--- START ---

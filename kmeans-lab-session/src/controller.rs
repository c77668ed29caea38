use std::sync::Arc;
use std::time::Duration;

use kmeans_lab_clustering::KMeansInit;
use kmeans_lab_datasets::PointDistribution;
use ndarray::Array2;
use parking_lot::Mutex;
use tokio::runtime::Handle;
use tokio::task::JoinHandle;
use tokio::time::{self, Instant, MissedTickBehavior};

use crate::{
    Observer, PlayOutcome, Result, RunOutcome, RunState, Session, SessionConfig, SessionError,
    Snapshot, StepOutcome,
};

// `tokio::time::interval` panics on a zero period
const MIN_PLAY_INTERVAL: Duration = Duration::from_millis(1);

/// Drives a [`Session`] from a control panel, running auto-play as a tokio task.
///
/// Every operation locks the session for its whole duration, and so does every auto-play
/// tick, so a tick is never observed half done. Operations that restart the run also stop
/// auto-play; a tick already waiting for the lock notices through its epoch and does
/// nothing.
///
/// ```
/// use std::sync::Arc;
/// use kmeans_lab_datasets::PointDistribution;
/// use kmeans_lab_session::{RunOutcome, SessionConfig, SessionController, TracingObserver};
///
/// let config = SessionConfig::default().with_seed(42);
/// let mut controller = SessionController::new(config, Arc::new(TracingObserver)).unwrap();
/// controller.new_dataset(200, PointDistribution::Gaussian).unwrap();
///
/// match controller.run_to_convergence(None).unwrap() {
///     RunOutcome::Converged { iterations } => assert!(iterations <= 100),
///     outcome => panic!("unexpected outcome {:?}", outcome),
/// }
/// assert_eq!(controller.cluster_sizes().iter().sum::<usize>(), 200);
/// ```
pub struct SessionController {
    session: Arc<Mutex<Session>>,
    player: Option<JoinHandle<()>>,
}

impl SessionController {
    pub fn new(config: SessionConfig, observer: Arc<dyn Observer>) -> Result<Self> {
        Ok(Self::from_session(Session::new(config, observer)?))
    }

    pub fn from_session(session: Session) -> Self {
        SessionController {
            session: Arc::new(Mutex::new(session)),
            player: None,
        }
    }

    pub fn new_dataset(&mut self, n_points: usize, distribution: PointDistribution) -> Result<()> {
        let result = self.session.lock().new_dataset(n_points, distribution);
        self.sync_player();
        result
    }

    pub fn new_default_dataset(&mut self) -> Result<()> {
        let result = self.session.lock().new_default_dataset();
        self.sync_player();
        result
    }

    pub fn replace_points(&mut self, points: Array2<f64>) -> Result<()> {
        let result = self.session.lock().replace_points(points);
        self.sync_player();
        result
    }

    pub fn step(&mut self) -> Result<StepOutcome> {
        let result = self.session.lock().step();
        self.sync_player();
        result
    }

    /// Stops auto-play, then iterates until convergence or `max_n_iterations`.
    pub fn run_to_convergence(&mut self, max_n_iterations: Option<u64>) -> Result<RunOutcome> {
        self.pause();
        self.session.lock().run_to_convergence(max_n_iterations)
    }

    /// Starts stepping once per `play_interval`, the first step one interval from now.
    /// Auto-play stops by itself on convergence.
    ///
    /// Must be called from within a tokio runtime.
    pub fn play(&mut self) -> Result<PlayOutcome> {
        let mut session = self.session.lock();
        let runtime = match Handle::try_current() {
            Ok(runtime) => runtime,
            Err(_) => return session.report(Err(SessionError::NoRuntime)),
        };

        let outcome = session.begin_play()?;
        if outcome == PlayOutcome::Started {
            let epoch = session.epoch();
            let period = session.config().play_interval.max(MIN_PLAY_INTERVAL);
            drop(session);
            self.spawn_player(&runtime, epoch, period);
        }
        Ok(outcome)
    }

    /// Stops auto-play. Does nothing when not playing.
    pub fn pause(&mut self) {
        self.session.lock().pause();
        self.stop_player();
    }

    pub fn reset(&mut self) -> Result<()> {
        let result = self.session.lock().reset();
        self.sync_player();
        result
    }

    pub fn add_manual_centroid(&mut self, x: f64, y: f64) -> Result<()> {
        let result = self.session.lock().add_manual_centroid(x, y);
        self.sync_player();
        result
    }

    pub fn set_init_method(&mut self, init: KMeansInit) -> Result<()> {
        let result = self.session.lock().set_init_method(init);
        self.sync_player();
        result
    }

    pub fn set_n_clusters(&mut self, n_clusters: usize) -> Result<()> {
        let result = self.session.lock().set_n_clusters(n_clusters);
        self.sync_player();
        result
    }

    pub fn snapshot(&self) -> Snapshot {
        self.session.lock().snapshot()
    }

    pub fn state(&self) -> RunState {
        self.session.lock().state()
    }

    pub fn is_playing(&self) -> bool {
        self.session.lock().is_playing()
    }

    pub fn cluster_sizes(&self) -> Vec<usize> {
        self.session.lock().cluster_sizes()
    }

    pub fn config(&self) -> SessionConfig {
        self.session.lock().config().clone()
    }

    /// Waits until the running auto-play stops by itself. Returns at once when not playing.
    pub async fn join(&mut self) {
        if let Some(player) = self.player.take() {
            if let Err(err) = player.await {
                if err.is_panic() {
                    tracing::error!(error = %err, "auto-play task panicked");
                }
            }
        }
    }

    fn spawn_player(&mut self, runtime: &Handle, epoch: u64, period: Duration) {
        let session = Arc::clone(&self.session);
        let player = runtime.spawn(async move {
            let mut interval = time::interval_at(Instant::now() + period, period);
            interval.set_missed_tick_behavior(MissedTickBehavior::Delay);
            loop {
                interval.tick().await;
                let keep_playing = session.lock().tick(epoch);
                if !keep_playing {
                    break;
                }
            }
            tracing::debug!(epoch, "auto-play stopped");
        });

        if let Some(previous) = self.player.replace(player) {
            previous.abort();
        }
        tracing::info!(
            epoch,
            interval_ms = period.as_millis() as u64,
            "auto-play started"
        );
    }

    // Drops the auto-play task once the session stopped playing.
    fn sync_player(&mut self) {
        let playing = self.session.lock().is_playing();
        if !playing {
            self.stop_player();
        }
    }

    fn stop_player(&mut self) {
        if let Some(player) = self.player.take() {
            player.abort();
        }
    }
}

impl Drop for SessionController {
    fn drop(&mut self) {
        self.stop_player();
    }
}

--- END ---

> [Your task]: Report only the number of lines above that contain "impl".

> [Output]: 2